On 11/25/2014 02:43 PM, John Andersen wrote:
Just for you Anton,
You're a sweetheart :-0
I flipped over my 19v laptop (dell 9400) yanked the battery out, in preparation to measure it, but found it impossible to get probes into the slots where the contacts are.
Good try :-)
But on the battery it said 11.1Vdc output.
This is the second battery I've had for this laptop, and different models were available from Dell, which had different voltages, one was 13, as I recall.
I didn't go for the 8-pack for my HP, but the (fully charged) voltage for the 3500mAh for my phone (OEM was 1800mAh) was just very slightly over the OEM one. Similar for the battery, replacement and OEM, in my P&S camera -- but those are both the same physical size.
I suspect the charging voltage on this 11.1v is somewhere around 14v.
So I'm guessing that they need 19 for charging and powering at the same time.
I've done some googling around and that does seem to be the case. However it seems to be a design decision to stack the cells that way. Whether this is because the previous generation -- the days of "lug-ables" -- of power packs was 19V and they stuck with that, I don't know.
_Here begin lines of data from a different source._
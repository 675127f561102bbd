// SPDX-License-Identifier: AGPL-3.0-or-later
//! Drivers and fixtures for engine tests

use async_trait::async_trait;
use bytes::Bytes;
use futures::StreamExt;
use parking_lot::Mutex;
use std::collections::{HashMap, HashSet};
use std::sync::Arc;
use std::time::Duration;

use stow_core::{
    stream, BackendFactory, BoxSink, ByteStream, Capabilities, EntryMeta, ResolvedEndpoint,
    StorageDescriptor, StorageDriver, StorageKind, StoragePath, StowError, StowResult,
};
use stow_providers::MemoryBackend;

use crate::engine::{Engine, EngineConfig};
use crate::registry::StorageRegistry;
use crate::security::SecurityGate;
use crate::store::MemoryDescriptorStore;

fn p(path: &str) -> StoragePath {
    StoragePath::parse(path).unwrap()
}

/// Memory storage that fails, stalls or panics on chosen paths
#[derive(Clone, Default)]
pub(crate) struct FaultyDriver {
    inner: MemoryBackend,
    fail_reads: HashSet<StoragePath>,
    fail_writes: HashSet<StoragePath>,
    fail_removes: HashSet<StoragePath>,
    panic_on: HashSet<StoragePath>,
    read_delay: Option<Duration>,
    native_move: bool,
}

impl FaultyDriver {
    pub(crate) fn new() -> Self {
        Self::default()
    }

    pub(crate) fn inner(&self) -> &MemoryBackend {
        &self.inner
    }

    pub(crate) fn fail_reads(mut self, path: &str) -> Self {
        self.fail_reads.insert(p(path));
        self
    }

    pub(crate) fn fail_writes(mut self, path: &str) -> Self {
        self.fail_writes.insert(p(path));
        self
    }

    pub(crate) fn fail_removes(mut self, path: &str) -> Self {
        self.fail_removes.insert(p(path));
        self
    }

    pub(crate) fn panic_on(mut self, path: &str) -> Self {
        self.panic_on.insert(p(path));
        self
    }

    /// Sleep before every chunk handed out by `open_read`
    pub(crate) fn with_read_delay(mut self, delay: Duration) -> Self {
        self.read_delay = Some(delay);
        self
    }

    /// Claim native move support and implement it as rename-by-copy
    pub(crate) fn with_native_move(mut self) -> Self {
        self.native_move = true;
        self
    }
}

#[async_trait]
impl StorageDriver for FaultyDriver {
    fn kind(&self) -> StorageKind {
        StorageKind::Memory
    }

    fn capabilities(&self) -> Capabilities {
        Capabilities {
            native_move: self.native_move,
            ..self.inner.capabilities()
        }
    }

    async fn health_check(&self) -> StowResult<()> {
        Ok(())
    }

    async fn list(&self, path: &StoragePath) -> StowResult<Vec<EntryMeta>> {
        self.inner.list(path).await
    }

    async fn stat(&self, path: &StoragePath) -> StowResult<EntryMeta> {
        self.inner.stat(path).await
    }

    async fn open_read(&self, path: &StoragePath, offset: u64) -> StowResult<ByteStream> {
        if self.panic_on.contains(path) {
            panic!("injected panic reading {path}");
        }
        if self.fail_reads.contains(path) {
            return Err(StowError::PermissionDenied(path.to_string()));
        }
        let reader = self.inner.open_read(path, offset).await?;
        match self.read_delay {
            Some(delay) => Ok(Box::pin(reader.then(move |chunk| async move {
                tokio::time::sleep(delay).await;
                chunk
            }))),
            None => Ok(reader),
        }
    }

    async fn open_write(&self, path: &StoragePath) -> StowResult<BoxSink> {
        if self.fail_writes.contains(path) {
            return Err(StowError::PermissionDenied(path.to_string()));
        }
        self.inner.open_write(path).await
    }

    async fn mkdir(&self, path: &StoragePath) -> StowResult<()> {
        self.inner.mkdir(path).await
    }

    async fn remove(&self, path: &StoragePath, recursive: bool) -> StowResult<()> {
        if self.fail_removes.contains(path) {
            return Err(StowError::PermissionDenied(path.to_string()));
        }
        self.inner.remove(path, recursive).await
    }

    async fn move_native(&self, src: &StoragePath, dst: &StoragePath) -> StowResult<bool> {
        if !self.native_move {
            return Ok(false);
        }
        let data = stream::collect(self.inner.open_read(src, 0).await?).await?;
        let mut sink = self.inner.open_write(dst).await?;
        sink.write(data).await?;
        sink.commit().await?;
        self.inner.remove(src, false).await?;
        Ok(true)
    }
}

/// Hands out pre-built drivers by storage id
#[derive(Default)]
pub(crate) struct FixedFactory {
    drivers: Mutex<HashMap<String, Arc<dyn StorageDriver>>>,
}

#[async_trait]
impl BackendFactory for FixedFactory {
    fn endpoints(&self, descriptor: &StorageDescriptor) -> StowResult<Vec<String>> {
        Ok(descriptor.endpoint().into_iter().collect())
    }

    async fn build(
        &self,
        descriptor: &StorageDescriptor,
        _endpoints: &[ResolvedEndpoint],
    ) -> StowResult<Arc<dyn StorageDriver>> {
        self.drivers
            .lock()
            .get(&descriptor.id)
            .cloned()
            .ok_or_else(|| StowError::InvalidConfig(format!("no test driver for {}", descriptor.id)))
    }
}

/// An engine whose registry holds exactly `storages`
pub(crate) async fn engine_with(
    storages: Vec<(&str, Arc<dyn StorageDriver>)>,
    config: EngineConfig,
) -> Engine {
    engine_with_spares(storages, Vec::new(), config).await
}

/// Like [`engine_with`], with `spares` left unregistered but buildable, for
/// requests that carry their own destination descriptor
pub(crate) async fn engine_with_spares(
    storages: Vec<(&str, Arc<dyn StorageDriver>)>,
    spares: Vec<(&str, Arc<dyn StorageDriver>)>,
    config: EngineConfig,
) -> Engine {
    let factory = Arc::new(FixedFactory::default());
    for (id, driver) in storages.iter().chain(spares.iter()) {
        factory.drivers.lock().insert(id.to_string(), Arc::clone(driver));
    }
    let registry = Arc::new(StorageRegistry::new(
        factory,
        Arc::new(SecurityGate::default()),
        Arc::new(MemoryDescriptorStore::new()),
    ));
    for (id, _) in &storages {
        registry
            .add(StorageDescriptor::new(*id, StorageKind::Memory, id.to_uppercase()))
            .await
            .unwrap();
    }
    Engine::new(registry, config)
}

pub(crate) async fn put(driver: &dyn StorageDriver, path: &str, data: &[u8]) {
    let mut sink = driver.open_write(&p(path)).await.unwrap();
    sink.write(Bytes::copy_from_slice(data)).await.unwrap();
    sink.commit().await.unwrap();
}

pub(crate) async fn read(driver: &dyn StorageDriver, path: &str) -> Vec<u8> {
    let reader = driver.open_read(&p(path), 0).await.unwrap();
    stream::collect(reader).await.unwrap().to_vec()
}

pub(crate) fn storage<D: StorageDriver + 'static>(id: &str, driver: D) -> (&str, Arc<dyn StorageDriver>) {
    (id, Arc::new(driver))
}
I'm convinced it is a design decision because the cells in my phone and in my tablet are stacked to be able to charge of 5V. I have no doubt that these are the same basic cell technology, Lithium Ion cells with a maximum charging voltage of 4.2VDC. Its all about how they are stacked. Four cell in series would amount to 16.8V. The 8-cell option for my HP laptop would have been 2 parallel strings of 4, that is the 16.8V. 19 minus 16,8 leaves 2.4V for the electronics. HMMMMM. Maybe its only 'headroom' allowing for losses The six cell does 12.6V which gives more 'headroom'. Of course this is all speculation.
When running on battery they may need step-down dc-to-dc regulators inside for all the peripherals, and god only knows what for the screen.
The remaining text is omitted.